We don’t have a Mormon president now. But I honestly think that’s just as well. Part of our cultural narrative is that we are outsiders. We converted to the truth and were rejected by everyone else less spiritually enlightened. We were driven out of the United States and built our own kingdom of God in Deseret under Brigham Young. We were comfortable in the state of mutual rejection.
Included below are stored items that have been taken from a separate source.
//! TLS configuration builders — server (termination) and client (origination).
//!
//! `rustls` 0.23 never negotiates below TLS 1.2, so the "minimum version"
//! this proxy offers is always 1.2, regardless of configuration.

use crate::error::ProxyError;
use crate::stream::{ClientStream, ServerStream};
use rustls::pki_types::{CertificateDer, PrivateKeyDer, ServerName};
use rustls::{ClientConfig, ServerConfig};
use std::fs::File;
use std::io::{self, BufReader};
use std::sync::Arc;
use tokio_rustls::{TlsAcceptor, TlsConnector};

/// Upgrade the client-facing leg from plain TCP to a TLS server stream.
/// Consumes the plain stream and returns the upgraded one; callers assign
/// the result back (`leg.stream = upgrade_reverse_to_server(leg.stream, ..).await?`).
pub async fn upgrade_reverse_to_server(
    stream: ClientStream,
    cert_path: &str,
    key_path: &str,
) -> Result<ClientStream, ProxyError> {
    let ClientStream::Plain(tcp) = stream else {
        return Err(ProxyError::TlsHandshakeFailed(
            "reverse leg is already TLS".into(),
        ));
    };
    let config = build_server_config(cert_path, key_path)
        .map_err(|e| ProxyError::TlsHandshakeFailed(e.to_string()))?;
    let acceptor = TlsAcceptor::from(config);
    let tls = acceptor
        .accept(tcp)
        .await
        .map_err(|e| ProxyError::TlsHandshakeFailed(e.to_string()))?;
    Ok(ClientStream::Tls(tls))
}

/// Upgrade the backend-facing leg from plain TCP to a TLS client stream.
pub async fn upgrade_forward_to_client(
    stream: ServerStream,
    host: &str,
    verify: bool,
    ca_path: Option<&str>,
) -> Result<ServerStream, ProxyError> {
    let ServerStream::Plain(tcp) = stream else {
        return Err(ProxyError::TlsHandshakeFailed(
            "forward leg is already TLS".into(),
        ));
    };
    let config = build_client_config(verify, ca_path)
        .map_err(|e| ProxyError::TlsHandshakeFailed(e.to_string()))?;
    let name =
        parse_server_name(host).map_err(|e| ProxyError::TlsHandshakeFailed(e.to_string()))?;
    let connector = TlsConnector::from(config);
    let tls = connector
        .connect(name, tcp)
        .await
        .map_err(|e| ProxyError::TlsHandshakeFailed(e.to_string()))?;
    Ok(ServerStream::Tls(tls))
}

/// Build a `ServerConfig` for TLS termination (client → proxy).
pub fn build_server_config(
    cert_path: &str,
    key_path: &str,
) -> io::Result<Arc<ServerConfig>> {
    let certs = load_certs(cert_path)?;
    let key = load_private_key(key_path)?;

    let config = ServerConfig::builder()
        .with_no_client_auth()
        .with_single_cert(certs, key)
        .map_err(|e| io::Error::new(io::ErrorKind::InvalidData, e))?;

    Ok(Arc::new(config))
}

/// Build a `ClientConfig` for TLS origination (proxy → upstream Postgres).
///
/// - `verify`: if false, skip certificate verification (for dev/self-signed)
/// - `ca_path`: optional path to a custom CA certificate
pub fn build_client_config(
    verify: bool,
    ca_path: Option<&str>,
) -> io::Result<Arc<ClientConfig>> {
    let config = if !verify {
        ClientConfig::builder()
            .dangerous()
            .with_custom_certificate_verifier(Arc::new(NoVerifier))
            .with_no_client_auth()
    } else if let Some(ca) = ca_path {
        let ca_certs = load_certs(ca)?;
        let mut root_store = rustls::RootCertStore::empty();
        for cert in ca_certs {
            root_store
                .add(cert)
                .map_err(|e| io::Error::new(io::ErrorKind::InvalidData, e))?;
        }
        ClientConfig::builder()
            .with_root_certificates(root_store)
            .with_no_client_auth()
    } else {
        let root_store =
            rustls::RootCertStore::from_iter(webpki_roots::TLS_SERVER_ROOTS.iter().cloned());
        ClientConfig::builder()
            .with_root_certificates(root_store)
            .with_no_client_auth()
    };

    Ok(Arc::new(config))
}

/// Parse the upstream host into a `ServerName` for the TLS handshake.
/// Handles both DNS names and IP addresses.
pub fn parse_server_name(host: &str) -> io::Result<ServerName<'static>> {
    ServerName::try_from(host.to_string())
        .map_err(|e| io::Error::new(io::ErrorKind::InvalidInput, e))
}

// ─── Helpers ────────────────────────────────────────────────────────────────

fn load_certs(path: &str) -> io::Result<Vec<CertificateDer<'static>>> {
    let file = File::open(path)
        .map_err(|e| io::Error::new(e.kind(), format!("{path}: {e}")))?;
    let mut reader = BufReader::new(file);
    rustls_pemfile::certs(&mut reader).collect()
}

fn load_private_key(path: &str) -> io::Result<PrivateKeyDer<'static>> {
    let file = File::open(path)
        .map_err(|e| io::Error::new(e.kind(), format!("{path}: {e}")))?;
    let mut reader = BufReader::new(file);
    rustls_pemfile::private_key(&mut reader)?
        .ok_or_else(|| io::Error::new(io::ErrorKind::InvalidData, format!("{path}: no private key found")))
}

// ─── NoVerifier (skip-verify mode) ──────────────────────────────────────────

#[derive(Debug)]
struct NoVerifier;

impl rustls::client::danger::ServerCertVerifier for NoVerifier {
    fn verify_server_cert(
        &self,
        _end_entity: &CertificateDer<'_>,
        _intermediates: &[CertificateDer<'_>],
        _server_name: &ServerName<'_>,
        _ocsp_response: &[u8],
        _now: rustls::pki_types::UnixTime,
    ) -> Result<rustls::client::danger::ServerCertVerified, rustls::Error> {
        Ok(rustls::client::danger::ServerCertVerified::assertion())
    }

    fn verify_tls12_signature(
        &self,
        _message: &[u8],
        _cert: &CertificateDer<'_>,
        _dss: &rustls::DigitallySignedStruct,
    ) -> Result<rustls::client::danger::HandshakeSignatureValid, rustls::Error> {
        Ok(rustls::client::danger::HandshakeSignatureValid::assertion())
    }

    fn verify_tls13_signature(
        &self,
        _message: &[u8],
        _cert: &CertificateDer<'_>,
        _dss: &rustls::DigitallySignedStruct,
    ) -> Result<rustls::client::danger::HandshakeSignatureValid, rustls::Error> {
        Ok(rustls::client::danger::HandshakeSignatureValid::assertion())
    }

    fn supported_verify_schemes(&self) -> Vec<rustls::SignatureScheme> {
        rustls::crypto::aws_lc_rs::default_provider()
            .signature_verification_algorithms
            .supported_schemes()
    }
}

#[cfg(test)]
mod tests {
    use super::*;

    #[test]
    fn parse_server_name_accepts_dns_and_ip() {
        assert!(parse_server_name("db.internal").is_ok());
        assert!(parse_server_name("127.0.0.1").is_ok());
    }

    #[test]
    fn parse_server_name_rejects_empty_host() {
        assert!(parse_server_name("").is_err());
    }

    #[test]
    fn build_server_config_surfaces_missing_file() {
        let result = build_server_config("/nonexistent/proxy-crt.pem", "/nonexistent/proxy-key.pem");
        assert!(result.is_err());
    }

    #[test]
    fn build_client_config_skip_verify_succeeds_without_ca() {
        assert!(build_client_config(false, None).is_ok());
    }

    #[test]
    fn build_client_config_default_roots_succeeds() {
        assert!(build_client_config(true, None).is_ok());
    }
}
We became used to being despised and rejected, even making it a point of pride, a sign of our sacrifice and commitment to the truth. But cold comfort of being the exclusive excluded wears thin, especially in face of the temptation of being accepted by the country at large. We enjoyed the attention of the Mormon moment. We love that we are mainstream enough to be considered mostly Christian by other Christians (or Christian enough to be preferable to a Democrat). But if Romney had won, then we would have lost our outsider status.
I grew up in rural Texas. I was the only LDS kid in my graduating class. Being Mormon made me different. It defined me to myself and to others. But when I went to BYU as an undergrad, suddenly being Mormon was nothing special; I was just another LDS girl. Something that had made me unique and special now made me common. I hated it. My personal identity as a Mormon outsider reflected the Mormon narrative I had been taught about persecuted pioneers and the latter-day elect who had been given special access to God and His truth.
If Romney had won, Mormonism would not suddenly have become the dominant religion of the United States. It would not have been equivalent to my personal move to Utah. But if the leader of our country were LDS, then we would not seem so exotic anymore to ourselves (which is part of what I liked about growing up a minority Mormon) or to others. We would be less a peculiar people and more just another flavor of Christian. Not only would our religion appear more mainstream, but it would become more mainstream in practice. (I’m not sure if this is a hope or a fear.)
And so I, as a Mormon, am relieved that Romney lost. We Mormons are still safely in the tributaries on the outside of the main stream America Christianity. On the borders here, in the world, but not of the world, we are free to work to improve our nation or bemoan its decline. Sure, we wanted the seat at the table, but perhaps we can find some comfort in familiar rejection.